Main Session
Sep 29
PQA 06 - Radiation and Cancer Biology, Health Care Access and Engagement

3156 - EHD1-Driven Radioresistance in Hepatocellular Carcinoma: Hippo Pathway Regulation and Immune Microenvironment Remodeling

05:00pm - 06:00pm PT
Hall F
Screen: 7
POSTER

Presenter(s)

Lingyun Wu, MD Headshot
Lingyun Wu, MD - Zhejiang University, Hangzhou, Zhejiang

L. Wu, K. Jiang, J. Yang, K. Ding, H. Yu, and S. Yan; Department of Radiation Oncology, the First Affiliated Hospital, Zhejiang University School of Medicine, Hangzhou, Zhejiang, China

Purpose/Objective(s): This study investigates whether EHD1, a caveolae-associated protein, promotes hepatocellular carcinoma (HCC) radioresistance by suppressing Hippo pathway activity and driving N2-type neutrophil polarization within the tumor immune microenvironment.

Materials/Methods: Radioresistant HCC cell lines (HepG2-IR, Sk-Hep-1-IR) were generated through 6-month incremental radiation exposure (2-8 Gy). RNA sequencing with four biological replicates per group identified transcriptomic changes, validated through Western blot and immunofluorescence across three independent experiments. Subcutaneous xenograft models using 10 mice per group compared tumor growth and immune infiltration between EHD1-knockdown and control cells post-radiation. Single-cell RNA sequencing analyzed 45,668 cells from irradiated versus control murine tumors. Clinical relevance was assessed using TCGA-LIHC data (n=364 patients) with Cox proportional hazards modeling and immune deconvolution algorithms (TIMER, xCell, CIBERSORT).

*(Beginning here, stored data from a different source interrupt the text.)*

fn read_leb128_i16(reader: &mut impl Read, out: &mut [i16]) -> anyhow::Result<()> {
    let len = out.len();
    let out_ptr = out;
    read_leb128_block(reader, len, |i, v| {
        #[allow(clippy::cast_possible_truncation)]
        {
            out_ptr[i] = v as i16;
        }
    })
}

fn write_leb128_i32(writer: &mut impl Write, values: &[i32]) -> anyhow::Result<()> {
    write_leb128_block(writer, values.iter().map(|&v| i64::from(v)))
}

fn read_leb128_i32(reader: &mut impl Read, out: &mut [i32]) -> anyhow::Result<()> {
    let len = out.len();
    let out_ptr = out;
    read_leb128_block(reader, len, |i, v| {
        #[allow(clippy::cast_possible_truncation)]
        {
            out_ptr[i] = v as i32;
        }
    })
}

// ----------------------------------------------------------------------

/// A deterministic, non-trivial parameter set for tests: every weight is
/// a small function of its index, so evaluations are stable across runs
/// without shipping a real network in the tree.
#[cfg(test)]
pub fn patterned_params() -> Box<NetworkParams> {
    #![allow(clippy::cast_possible_truncation)]
    let mut net = NetworkParams::zeroed();
    for (i, b) in net.ft_biases.0.iter_mut().enumerate() {
        *b = (i % 17) as i16 - 8;
    }
    for (i, w) in net.ft_weights.0.iter_mut().enumerate() {
        *w = (i % 31) as i16 - 15;
    }
    for (i, w) in net.psqt_weights.0.iter_mut().enumerate() {
        *w = (i % 257) as i32 - 128;
    }
    for (s, stack) in net.stacks.iter_mut().enumerate() {
        for (i, w) in stack.l1_weights.0.iter_mut().enumerate() {
            *w = ((i + s) % 13) as i8 - 6;
        }
        for (i, b) in stack.l1_biases.0.iter_mut().enumerate() {
            *b = (i as i32 - 8) * 64;
        }
        for (i, w) in stack.l2_weights.0.iter_mut().enumerate() {
            *w = ((i + 2 * s) % 11) as i8 - 5;
        }
        for (i, b) in stack.l2_biases.0.iter_mut().enumerate() {
            *b = (i as i32 - 16) * 32;
        }
        for (i, w) in stack.out_weights.0.iter_mut().enumerate() {
            *w = ((i + s) % 7) as i8 - 3;
        }
        stack.out_bias = s as i32 * 100 - 350;
    }
    net
}

#[cfg(test)]
mod tests {
    use super::*;
    use crate::nnue::accumulator::NnueState;

    #[test]
    fn save_load_roundtrip_is_bit_identical() {
        let net = patterned_params();
        let mut buffer = Vec::new();
        net.write_to(&mut buffer, "patterned test net").unwrap();
        let (reloaded, desc) =
            NetworkParams::read_from(&mut std::io::Cursor::new(&buffer)).unwrap();
        assert_eq!(desc, "patterned test net");
        assert!(*net == *reloaded);

        // and saving the reload reproduces the bytes exactly
        let mut buffer2 = Vec::new();
        reloaded.write_to(&mut buffer2, &desc).unwrap();
        assert_eq!(buffer, buffer2);
    }

    #[test]
    fn trailing_bytes_are_rejected() {
        let net = patterned_params();
        let mut buffer = Vec::new();
        net.write_to(&mut buffer, "x").unwrap();
        buffer.push(0);
        assert!(NetworkParams::read_from(&mut std::io::Cursor::new(&buffer)).is_err());
    }

    #[test]
    fn wrong_hash_is_rejected() {
        let net = patterned_params();
        let mut buffer = Vec::new();
        net.write_to(&mut buffer, "x").unwrap();
        // corrupt the architecture hash in the header
        buffer[4] ^= 0xFF;
        assert!(NetworkParams::read_from(&mut std::io::Cursor::new(&buffer)).is_err());
    }

    #[test]
    fn evaluation_is_deterministic_and_reload_identical() {
        let net = patterned_params();
        let board = Board::default();
        let mut nnue = NnueState::new();
        nnue.reset(&board, &net);
        let first = net.evaluate(&board, &mut nnue, false);

        let mut buffer = Vec::new();
        net.write_to(&mut buffer, "reload").unwrap();
        let (reloaded, _) =
            NetworkParams::read_from(&mut std::io::Cursor::new(&buffer)).unwrap();
        let mut nnue2 = NnueState::new();
        nnue2.reset(&board, &reloaded);
        let second = reloaded.evaluate(&board, &mut nnue2, false);

        assert_eq!(first, second);
    }

    #[test]
    fn evaluation_is_symmetric_for_mirrored_startpos() {
        // the starting position is symmetric; both sides should see the
        // same evaluation
        let net = patterned_params();
        let board = Board::default();
        let mut nnue = NnueState::new();
        nnue.reset(&board, &net);
        let white_view = net.evaluate(&board, &mut nnue, false);

        let black_to_move =
            Board::from_fen("rnbqkbnr/pppppppp/8/8/8/8/PPPPPPPP/RNBQKBNR b KQkq - 0 1").unwrap();
        let mut nnue2 = NnueState::new();
        nnue2.reset(&black_to_move, &net);
        let black_view = net.evaluate(&black_to_move, &mut nnue2, false);

        assert_eq!(white_view, black_view);
    }
}
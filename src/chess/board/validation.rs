#![allow(dead_code)]

use crate::{
    chess::{
        board::Board,
        piece::{Colour, Piece, PieceType},
        squareset::SquareSet,
        types::Rank,
    },
    lookups::{CASTLE_KEYS, EP_KEYS, NO_PAWNS_KEY, PIECE_KEYS, SIDE_KEY},
};

impl Board {
    /// Checks every invariant the position promises to maintain. Only
    /// compiled into debug builds; release behaves as if absent.
    #[cfg(debug_assertions)]
    pub fn check_validity(&self) {
        let bbs = &self.state.bbs;

        // the colour sets partition the occupancy
        debug_assert_eq!(
            bbs.occupied(),
            bbs.colours[Colour::White] | bbs.colours[Colour::Black],
        );
        debug_assert_eq!(
            bbs.colours[Colour::White] & bbs.colours[Colour::Black],
            SquareSet::EMPTY,
        );

        // the piece-kind sets partition the occupancy
        let mut union = SquareSet::EMPTY;
        for pt in PieceType::all() {
            debug_assert_eq!(union & bbs.pieces[pt], SquareSet::EMPTY);
            union |= bbs.pieces[pt];
        }
        debug_assert_eq!(union, bbs.occupied());

        // exactly one king per side
        for colour in Colour::all() {
            debug_assert!((bbs.pieces[PieceType::King] & bbs.colours[colour]).one());
        }

        // the mailbox mirrors the square-sets
        for sq in crate::chess::types::Square::all() {
            debug_assert_eq!(self.state.mailbox[sq], bbs.piece_at(sq));
        }

        // piece counts match the sets
        for piece in Piece::all() {
            debug_assert_eq!(
                u32::from(self.state.piece_count[piece]),
                bbs.piece_bb(piece).count(),
            );
        }

        // a set en-passant square sits on the relative sixth rank
        if let Some(ep_sq) = self.state.ep_square {
            debug_assert_eq!(ep_sq.rank(), Rank::Six.relative_to(self.turn()));
        }

        // every incremental key equals its from-scratch recomputation
        let mut zobrist = 0;
        let mut pawn = NO_PAWNS_KEY;
        let mut material = 0;
        let mut non_pawn = [0u64; 2];
        bbs.visit_pieces(|sq, piece| {
            let key = PIECE_KEYS[piece][sq];
            zobrist ^= key;
            if piece.piece_type() == PieceType::Pawn {
                pawn ^= key;
            } else {
                non_pawn[piece.colour()] ^= key;
            }
        });
        for piece in Piece::all() {
            for n in 0..self.state.piece_count[piece] {
                material ^= PIECE_KEYS[piece][n as usize];
            }
        }
        zobrist ^= CASTLE_KEYS[self.state.castle_perm.hashkey_index()];
        if let Some(ep_sq) = self.state.ep_square {
            zobrist ^= EP_KEYS[ep_sq.file()];
        }
        if self.turn() == Colour::Black {
            zobrist ^= SIDE_KEY;
        }
        debug_assert_eq!(self.state.keys.zobrist, zobrist);
        debug_assert_eq!(self.state.keys.pawn, pawn);
        debug_assert_eq!(self.state.keys.material, material);
        debug_assert_eq!(self.state.keys.non_pawn, non_pawn);

        // the recorded checkers are exactly the attackers of our king
        let king_sq = bbs.king_sq(self.turn());
        debug_assert_eq!(
            self.state.checkers,
            self.attackers_to(king_sq, bbs.occupied()) & bbs.colours[!self.turn()],
        );
    }
}
impl Display for Board {
    /// Renders the position as a FEN string, the inverse of `set_from_fen`
    /// up to castling-notation normalisation.
    fn fmt(&self, f: &mut Formatter<'_>) -> Result<(), fmt::Error> {
        let chess960 = CHESS960.load(Ordering::Relaxed);
        let mut counter = 0;
        for rank in Rank::all().rev() {
            for file in File::all() {
                let sq = Square::from_rank_file(rank, file);
                if let Some(piece) = self.state.mailbox[sq] {
                    if counter != 0 {
                        write!(f, "{counter}")?;
                    }
                    counter = 0;
                    write!(f, "{piece}")?;
                } else {
                    counter += 1;
                }
            }
            if counter != 0 {
                write!(f, "{counter}")?;
            }
            counter = 0;
            if rank != Rank::One {
                write!(f, "/")?;
            }
        }

        match self.side {
            Colour::White => write!(f, " w ")?,
            Colour::Black => write!(f, " b ")?,
        }

        if self.state.castle_perm == CastlingRights::default() {
            write!(f, "-")?;
        } else {
            for (right, colour, standard) in [
                (self.state.castle_perm.kingside(Colour::White), Colour::White, 'K'),
                (self.state.castle_perm.queenside(Colour::White), Colour::White, 'Q'),
                (self.state.castle_perm.kingside(Colour::Black), Colour::Black, 'k'),
                (self.state.castle_perm.queenside(Colour::Black), Colour::Black, 'q'),
            ] {
                if let Some(file) = right {
                    if chess960 {
                        let c = (b'A' + file as u8) as char;
                        let c = if colour == Colour::White {
                            c
                        } else {
                            c.to_ascii_lowercase()
                        };
                        write!(f, "{c}")?;
                    } else {
                        write!(f, "{standard}")?;
                    }
                }
            }
        }

        if let Some(ep_sq) = self.state.ep_square {
            write!(f, " {ep_sq}")?;
        } else {
            write!(f, " -")?;
        }
        write!(f, " {}", self.state.rule50)?;
        write!(f, " {}", self.ply / 2 + 1)
    }
}

impl Debug for Board {
    fn fmt(&self, f: &mut Formatter<'_>) -> fmt::Result {
        f.debug_struct("Board")
            .field("fen", &self.to_string())
            .field("key", &self.state.keys.zobrist)
            .field("height", &self.height)
            .field("checkers", &self.state.checkers)
            .finish_non_exhaustive()
    }
}
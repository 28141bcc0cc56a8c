use crate::chess::{
    piece::{Colour, Piece, PieceType},
    piecelayout::PieceLayout,
    types::{CastlingRights, File, Rank, Square},
};
use crate::errors::FenParseError;

/// A parsed FEN record. Parsing builds this intermediate so that a
/// malformed string never leaves a half-mutated board behind.
#[derive(Debug, Clone, PartialEq, Eq)]
pub struct Fen {
    pub board: PieceLayout,
    pub turn: Colour,
    pub castling: CastlingRights,
    pub ep: Option<Square>,
    pub halfmove: u8,
    pub fullmove: usize,
}

impl Fen {
    /// Parses a six-field FEN. Castling accepts `KQkq`, Shredder letters
    /// (`A`-`H` / `a`-`h`), or `-`. The halfmove clock saturates into a
    /// byte and fullmove 0 is tolerated as fullmove 1.
    pub fn parse(text: &str) -> Result<Self, FenParseError> {
        let mut parts = text.split_ascii_whitespace();

        let board_part = parts.next().ok_or(FenParseError::MissingBoard)?;
        let board = parse_board(board_part)?;

        let side_part = parts.next().ok_or(FenParseError::MissingSide)?;
        let turn = match side_part {
            "w" => Colour::White,
            "b" => Colour::Black,
            other => return Err(FenParseError::InvalidSide(other.to_string())),
        };

        let castling_part = parts.next().ok_or(FenParseError::MissingCastling)?;
        let castling = parse_castling(castling_part, &board)?;

        let ep = match parts.next() {
            None | Some("-") => None,
            Some(ep_part) => {
                let sq: Square = ep_part
                    .parse()
                    .map_err(|_| FenParseError::InvalidEnPassant(ep_part.to_string()))?;
                let expected = Rank::Six.relative_to(turn);
                if sq.rank() != expected {
                    return Err(FenParseError::InvalidEnPassantRank {
                        square: ep_part.to_string(),
                        expected,
                        got: sq.rank(),
                    });
                }
                Some(sq)
            }
        };

        let halfmove = match parts.next() {
            None => 0,
            Some(part) => part
                .parse::<i64>()
                .map_err(|_| FenParseError::InvalidHalfmoveClock(part.to_string()))?
                .clamp(0, 255) as u8,
        };

        let fullmove = match parts.next() {
            None => 1,
            Some(part) => part
                .parse::<i64>()
                .map_err(|_| FenParseError::InvalidFullmoveNumber(part.to_string()))?
                .max(1) as usize,
        };

        Ok(Self {
            board,
            turn,
            castling,
            ep,
            halfmove,
            fullmove,
        })
    }
}

fn parse_board(board_part: &str) -> Result<PieceLayout, FenParseError> {
    let segments: Vec<&str> = board_part.split('/').collect();
    if segments.len() != 8 {
        return Err(FenParseError::BoardSegments(segments.len()));
    }

    let mut board = PieceLayout::default();
    for (seg_idx, segment) in segments.iter().enumerate() {
        let rank = Rank::from_index(7 - seg_idx as u8).unwrap();
        let mut file = 0u8;
        let mut last_was_digit = false;
        for c in segment.chars() {
            if let Some(skip) = c.to_digit(10) {
                if last_was_digit {
                    return Err(FenParseError::AdjacentDigits);
                }
                last_was_digit = true;
                file += skip as u8;
            } else {
                last_was_digit = false;
                let piece =
                    Piece::from_char(c).ok_or(FenParseError::UnexpectedCharacter(c))?;
                let f = File::from_index(file).ok_or(FenParseError::BadSquaresInSegment)?;
                board.set_piece_at(Square::from_rank_file(rank, f), piece);
                file += 1;
            }
        }
        if file != 8 {
            return Err(FenParseError::BadSquaresInSegment);
        }
    }

    for colour in Colour::all() {
        let kings = board.pieces[PieceType::King] & board.colours[colour];
        if kings == crate::chess::squareset::SquareSet::EMPTY {
            return Err(FenParseError::MissingKing { colour });
        }
        if kings.many() {
            return Err(FenParseError::DuplicateKings { colour });
        }
    }

    Ok(board)
}

fn parse_castling(
    castling_part: &str,
    board: &PieceLayout,
) -> Result<CastlingRights, FenParseError> {
    let mut rights = CastlingRights::default();
    if castling_part == "-" {
        return Ok(rights);
    }

    let err = || FenParseError::InvalidCastling(castling_part.to_string());

    for c in castling_part.chars() {
        let colour = if c.is_ascii_uppercase() {
            Colour::White
        } else {
            Colour::Black
        };
        let home_rank = Rank::One.relative_to(colour);
        let king_sq = board.king_sq(colour);
        if king_sq.rank() != home_rank {
            return Err(err());
        }
        let rooks = board.pieces[PieceType::Rook] & board.colours[colour]
            & crate::chess::squareset::SquareSet::RANKS[home_rank as usize];

        match c.to_ascii_uppercase() {
            // X-FEN: the relevant rook is the outermost one on that wing.
            'K' => {
                let rook = rooks
                    .iter()
                    .filter(|&sq| sq > king_sq)
                    .last()
                    .ok_or_else(err)?;
                rights.set_kingside(colour, rook.file());
            }
            'Q' => {
                let rook = rooks.iter().find(|&sq| sq < king_sq).ok_or_else(err)?;
                rights.set_queenside(colour, rook.file());
            }
            // Shredder: the letter names the rook's file directly.
            'A'..='H' => {
                let file = File::from_index(c.to_ascii_uppercase() as u8 - b'A').unwrap();
                let sq = Square::from_rank_file(home_rank, file);
                if !rooks.contains_square(sq) {
                    return Err(err());
                }
                if sq > king_sq {
                    rights.set_kingside(colour, file);
                } else {
                    rights.set_queenside(colour, file);
                }
            }
            _ => return Err(err()),
        }
    }

    Ok(rights)
}

#[cfg(test)]
mod tests {
    use super::*;

    const STARTPOS: &str = "rnbqkbnr/pppppppp/8/8/8/8/PPPPPPPP/RNBQKBNR w KQkq - 0 1";

    #[test]
    fn parses_the_starting_position() {
        let fen = Fen::parse(STARTPOS).unwrap();
        assert_eq!(fen.turn, Colour::White);
        assert_eq!(fen.castling.kingside(Colour::White), Some(File::H));
        assert_eq!(fen.castling.queenside(Colour::Black), Some(File::A));
        assert_eq!(fen.ep, None);
        assert_eq!(fen.halfmove, 0);
        assert_eq!(fen.fullmove, 1);
        assert_eq!(fen.board.occupied().count(), 32);
    }

    #[test]
    fn parses_shredder_castling() {
        let fen = Fen::parse("rnbqkbnr/pppppppp/8/8/8/8/PPPPPPPP/RNBQKBNR w HAha - 0 1").unwrap();
        assert_eq!(fen.castling.kingside(Colour::White), Some(File::H));
        assert_eq!(fen.castling.queenside(Colour::White), Some(File::A));
        assert_eq!(fen.castling.kingside(Colour::Black), Some(File::H));
        assert_eq!(fen.castling.queenside(Colour::Black), Some(File::A));
    }

    #[test]
    fn fullmove_zero_is_tolerated() {
        let fen = Fen::parse("8/8/5k2/8/8/2K5/8/8 b - - 0 0").unwrap();
        assert_eq!(fen.fullmove, 1);
    }

    #[test]
    fn rejects_malformed_input() {
        assert!(Fen::parse("").is_err());
        assert!(Fen::parse("8/8/8/8/8/8/8 w - - 0 1").is_err());
        assert!(Fen::parse("9/8/8/8/8/8/8/8 w - - 0 1").is_err());
        assert!(Fen::parse("8/8/8/8/8/8/8/8 w - - 0 1").is_err()); // no kings
        assert!(Fen::parse("rnbqkbnr/pppppppp/8/8/8/8/PPPPPPPP/RNBQKBNR x KQkq - 0 1").is_err());
        assert!(Fen::parse("rnbqkbnr/pppppppp/8/8/8/8/PPPPPPPP/RNBQKBNR w KQkq e9 0 1").is_err());
    }
}
#![allow(clippy::cast_possible_truncation)]

use crate::{cfor, rng::XorShiftState};

/// Zobrist keys, generated once at compile time.
///
/// Layout: one key per (piece, square), one per en-passant file, one per
/// castling-rights subset, one for the side to move, and a base key that
/// seeds the pawn hash so an empty pawn structure is still non-zero.
const fn init_hash_keys() -> ([[u64; 64]; 12], [u64; 8], [u64; 16], u64, u64) {
    let mut state = XorShiftState::new();
    let mut piece_keys = [[0; 64]; 12];
    cfor!(let mut piece = 0; piece < 12; piece += 1; {
        cfor!(let mut sq = 0; sq < 64; sq += 1; {
            let key;
            (key, state) = state.next_self();
            piece_keys[piece][sq] = key;
        });
    });
    let mut ep_keys = [0; 8];
    cfor!(let mut file = 0; file < 8; file += 1; {
        let key;
        (key, state) = state.next_self();
        ep_keys[file] = key;
    });
    let mut castle_keys = [0; 16];
    cfor!(let mut subset = 0; subset < 16; subset += 1; {
        let key;
        (key, state) = state.next_self();
        castle_keys[subset] = key;
    });
    let side_key;
    (side_key, state) = state.next_self();
    let no_pawns_key;
    (no_pawns_key, _) = state.next_self();
    (piece_keys, ep_keys, castle_keys, side_key, no_pawns_key)
}

pub static PIECE_KEYS: [[u64; 64]; 12] = init_hash_keys().0;
pub static EP_KEYS: [u64; 8] = init_hash_keys().1;
pub static CASTLE_KEYS: [u64; 16] = init_hash_keys().2;
pub const SIDE_KEY: u64 = init_hash_keys().3;
pub const NO_PAWNS_KEY: u64 = init_hash_keys().4;

#[cfg(test)]
mod tests {
    use super::*;

    #[test]
    fn all_keys_distinct() {
        let mut keys: Vec<u64> = PIECE_KEYS.iter().flatten().copied().collect();
        keys.extend_from_slice(&EP_KEYS);
        keys.extend_from_slice(&CASTLE_KEYS);
        keys.push(SIDE_KEY);
        keys.push(NO_PAWNS_KEY);
        let len_before = keys.len();
        keys.sort_unstable();
        keys.dedup();
        assert_eq!(len_before, keys.len());
    }
}
use std::num::ParseIntError;

use thiserror::Error;

use crate::chess::piece::Colour;
use crate::chess::types::Rank;

#[derive(Debug, Clone, PartialEq, Eq, Error)]
pub enum FenParseError {
    #[error("FEN string is missing board part")]
    MissingBoard,
    #[error("board part of FEN has {0} segments, expected 8")]
    BoardSegments(usize),
    #[error("wrong number of squares in board segment")]
    BadSquaresInSegment,
    #[error("adjacent digits in board segment are not allowed")]
    AdjacentDigits,
    #[error("unexpected character in piece placement: '{0}'")]
    UnexpectedCharacter(char),
    #[error("expected side to be 'w' or 'b', got \"{0}\"")]
    InvalidSide(String),
    #[error("expected side part")]
    MissingSide,
    #[error("expected castling part")]
    MissingCastling,
    #[error("invalid castling format: \"{0}\"")]
    InvalidCastling(String),
    #[error("{} king is missing", if *colour == Colour::White { "white" } else { "black" })]
    MissingKing { colour: Colour },
    #[error("more than one {} king", if *colour == Colour::White { "white" } else { "black" })]
    DuplicateKings { colour: Colour },
    #[error("invalid en passant square: \"{0}\"")]
    InvalidEnPassant(String),
    #[error("invalid en passant rank for square \"{square}\": expected {expected:?}, got {got:?}")]
    InvalidEnPassantRank {
        square: String,
        expected: Rank,
        got: Rank,
    },
    #[error("invalid halfmove clock: \"{0}\"")]
    InvalidHalfmoveClock(String),
    #[error("invalid fullmove number: \"{0}\"")]
    InvalidFullmoveNumber(String),
}

#[derive(Debug, Clone, PartialEq, Eq, Error)]
pub enum MoveParseError {
    #[error("invalid move length {0}")]
    InvalidLength(usize),
    #[error("invalid from-square file {0}")]
    InvalidFromSquareFile(char),
    #[error("invalid from-square rank {0}")]
    InvalidFromSquareRank(char),
    #[error("invalid to-square file {0}")]
    InvalidToSquareFile(char),
    #[error("invalid to-square rank {0}")]
    InvalidToSquareRank(char),
    #[error("invalid promotion piece {0}")]
    InvalidPromotionPiece(char),
    #[error("illegal move {0}")]
    IllegalMove(String),
}

/// Errors that can occur when parsing the `position` command.
#[derive(Debug, Clone, PartialEq, Eq, Error)]
pub enum PositionParseError {
    #[error("failed to parse FEN: {0}")]
    Fen(#[from] FenParseError),
    #[error("failed to parse move: {0}")]
    Move(#[from] MoveParseError),
    #[error("`position` command requires a position specifier (fen or startpos)")]
    MissingPositionSpecifier,
    #[error("`position startpos` must be followed by `moves` or nothing, got \"{0}\"")]
    InvalidStartposSuffix(String),
    #[error("unknown position specifier \"{0}\", expected fen or startpos")]
    UnknownPositionSpecifier(String),
}

/// Errors that can occur when parsing the `go` command.
#[derive(Debug, Clone, PartialEq, Eq, Error)]
pub enum GoParseError {
    #[error("unknown go subcommand \"{0}\"")]
    UnknownSubcommand(String),
    #[error("missing value after `{0}`")]
    MissingValue(&'static str),
    #[error("failed to parse value for `{param}`: {source}")]
    InvalidValue {
        param: &'static str,
        source: ParseIntError,
    },
}

/// Errors that can occur when parsing the `setoption` command.
#[derive(Debug, Clone, PartialEq, Eq, Error)]
pub enum SetOptionParseError {
    #[error("`setoption` must be followed by `name`")]
    MissingNameKeyword,
    #[error("missing option name after `setoption name`")]
    MissingOptionName,
    #[error("missing value after `setoption name {0} value`")]
    MissingOptionValue(String),
    #[error("invalid value \"{value}\" for option `{name}`")]
    InvalidValue { name: String, value: String },
    #[error("value {got} out of range for option `{name}`, expected {lo}..={hi}")]
    ValueOutOfRange {
        name: String,
        lo: i64,
        hi: i64,
        got: i64,
    },
    #[error("unknown option `{0}`")]
    UnknownOption(String),
}

/// Top-level UCI errors.
#[derive(Debug, Error)]
pub enum UciError {
    #[error("unknown command: {0}")]
    UnknownCommand(String),
    #[error("{0}")]
    Position(#[from] PositionParseError),
    #[error("{0}")]
    Go(#[from] GoParseError),
    #[error("{0}")]
    SetOption(#[from] SetOptionParseError),
    #[error("IO error: {0}")]
    Io(#[from] std::io::Error),
}
#[cfg(test)]
mod tests {
    use super::*;
    use crate::chess::piece::Piece;
    use crate::chess::types::Square;
    use crate::nnue::network::{patterned_params, NetworkParams};

    fn fresh_eval(board: &Board, params: &NetworkParams) -> i32 {
        let mut state = NnueState::new();
        state.reset(board, params);
        params.evaluate(board, &mut state, false)
    }

    fn play(board: &mut Board, nnue: &mut NnueState, uci: &str) {
        let m = board.parse_uci(uci).unwrap();
        board.make_move(m);
        nnue.push(board);
    }

    #[test]
    fn incremental_accumulators_match_from_scratch() {
        let params = patterned_params();
        let mut board = Board::from_fen(
            "r3k2r/p1ppqpb1/bn2pnp1/3PN3/1p2P3/2N2Q1p/PPPBBPPP/R3K2R w KQkq - 0 1",
        )
        .unwrap();
        let mut nnue = NnueState::new();
        nnue.reset(&board, &params);

        for uci in ["e2a6", "b4c3", "e5g6", "h3g2", "g6e7", "g2h1q"] {
            play(&mut board, &mut nnue, uci);
            // evaluating every ply keeps the chain in the forward-update
            // fast path; each result must match a from-scratch rebuild
            assert_eq!(
                params.evaluate(&board, &mut nnue, false),
                fresh_eval(&board, &params),
                "diverged after {uci}",
            );
        }

        // walking back must leave earlier entries just as exact
        for _ in 0..3 {
            board.unmake_move();
            nnue.pop();
            assert_eq!(
                params.evaluate(&board, &mut nnue, false),
                fresh_eval(&board, &params),
            );
        }
    }

    #[test]
    fn fused_and_unfused_updates_agree() {
        let params = patterned_params();

        // capture and recapture on d5: evaluating only at the end lets
        // the double-update fusion kick in
        let mut lazy_board = Board::default();
        let mut lazy = NnueState::new();
        lazy.reset(&lazy_board, &params);
        for uci in ["e2e4", "d7d5", "e4d5", "d8d5"] {
            play(&mut lazy_board, &mut lazy, uci);
        }
        let fused = params.evaluate(&lazy_board, &mut lazy, false);

        // same line, evaluated ply by ply, never fuses
        let mut eager_board = Board::default();
        let mut eager = NnueState::new();
        eager.reset(&eager_board, &params);
        for uci in ["e2e4", "d7d5", "e4d5", "d8d5"] {
            play(&mut eager_board, &mut eager, uci);
            params.evaluate(&eager_board, &mut eager, false);
        }
        let unfused = params.evaluate(&eager_board, &mut eager, false);

        assert_eq!(fused, unfused);
        assert_eq!(fused, fresh_eval(&lazy_board, &params));
    }

    #[test]
    fn king_bucket_refresh_produces_exact_values() {
        let params = patterned_params();
        let mut board = Board::from_fen("4k3/7p/8/8/8/8/P7/4K3 w - - 0 1").unwrap();
        let mut nnue = NnueState::new();
        nnue.reset(&board, &params);

        // the white king steps across the mirror boundary, breaking the
        // incremental chain and forcing the cache-refresh path
        for uci in ["e1d1", "e8d8", "d1c1", "d8c8"] {
            play(&mut board, &mut nnue, uci);
        }
        assert_eq!(
            params.evaluate(&board, &mut nnue, false),
            fresh_eval(&board, &params),
        );

        // and the backward pass restored the intermediate plies, so
        // popping stays on the fast path and stays exact
        board.unmake_move();
        nnue.pop();
        assert_eq!(
            params.evaluate(&board, &mut nnue, false),
            fresh_eval(&board, &params),
        );
    }

    #[test]
    fn combine_diffs_cancels_recaptures() {
        // a knight captures on d5, then gets captured by a pawn
        let mut d1 = DirtyPiece::default();
        d1.move_piece(Square::F4, Square::D5, Piece::WN);
        d1.clear_piece(Square::D5, Piece::BP);
        let mut d2 = DirtyPiece::default();
        d2.move_piece(Square::C6, Square::D5, Piece::BP);
        d2.clear_piece(Square::D5, Piece::WN);

        let (adds, subs) = combine_diffs(&d1, &d2);
        // net effect across both plies: d5 holds a black pawn again, so
        // only the knight and the c6 pawn actually left the board
        assert!(adds.is_empty());
        assert_eq!(subs.len(), 2);
        assert!(subs.contains(&FeatureUpdate {
            sq: Square::F4,
            piece: Piece::WN
        }));
        assert!(subs.contains(&FeatureUpdate {
            sq: Square::C6,
            piece: Piece::BP
        }));
    }
}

Results: Mechanistically, radioresistant cells exhibited 4.2-fold higher EHD1 expression versus parental lines (p<0.001), with EHD1 knockdown restoring Hippo pathway activity through increased YAP phosphorylation (2.3-fold, p=0.008) and enhancing radiation-induced DNA damage (187% ?H2AX foci increase, p=0.002). Immune profiling revealed irradiated tumors had 3.1-fold more N2-polarized neutrophils (CD11b+CD206+, p=0.004), while EHD1 depletion reduced N2 polarization by 68% (p=0.01) and increased CD8+ T-cell infiltration 2.4-fold (p=0.03). Clinically, high EHD1 expression predicted worse overall survival (HR=2.14, 95%CI 1.47-3.11, p<0.001) and correlated with immunosuppressive macrophage profiles (M1:M2 ratio 0.33 vs 1.07 in low-EHD1 tumors, p=0.007).

Conclusion: EHD1 drives HCC radioresistance through coordinated Hippo pathway inhibition and N2 neutrophil-mediated immunosuppression, with preclinical models demonstrating radiosensitization upon EHD1 targeting. Clinical validation of EHD1's prognostic significance and immune-modulating role supports its potential as a therapeutic target to overcome radiation resistance in HCC.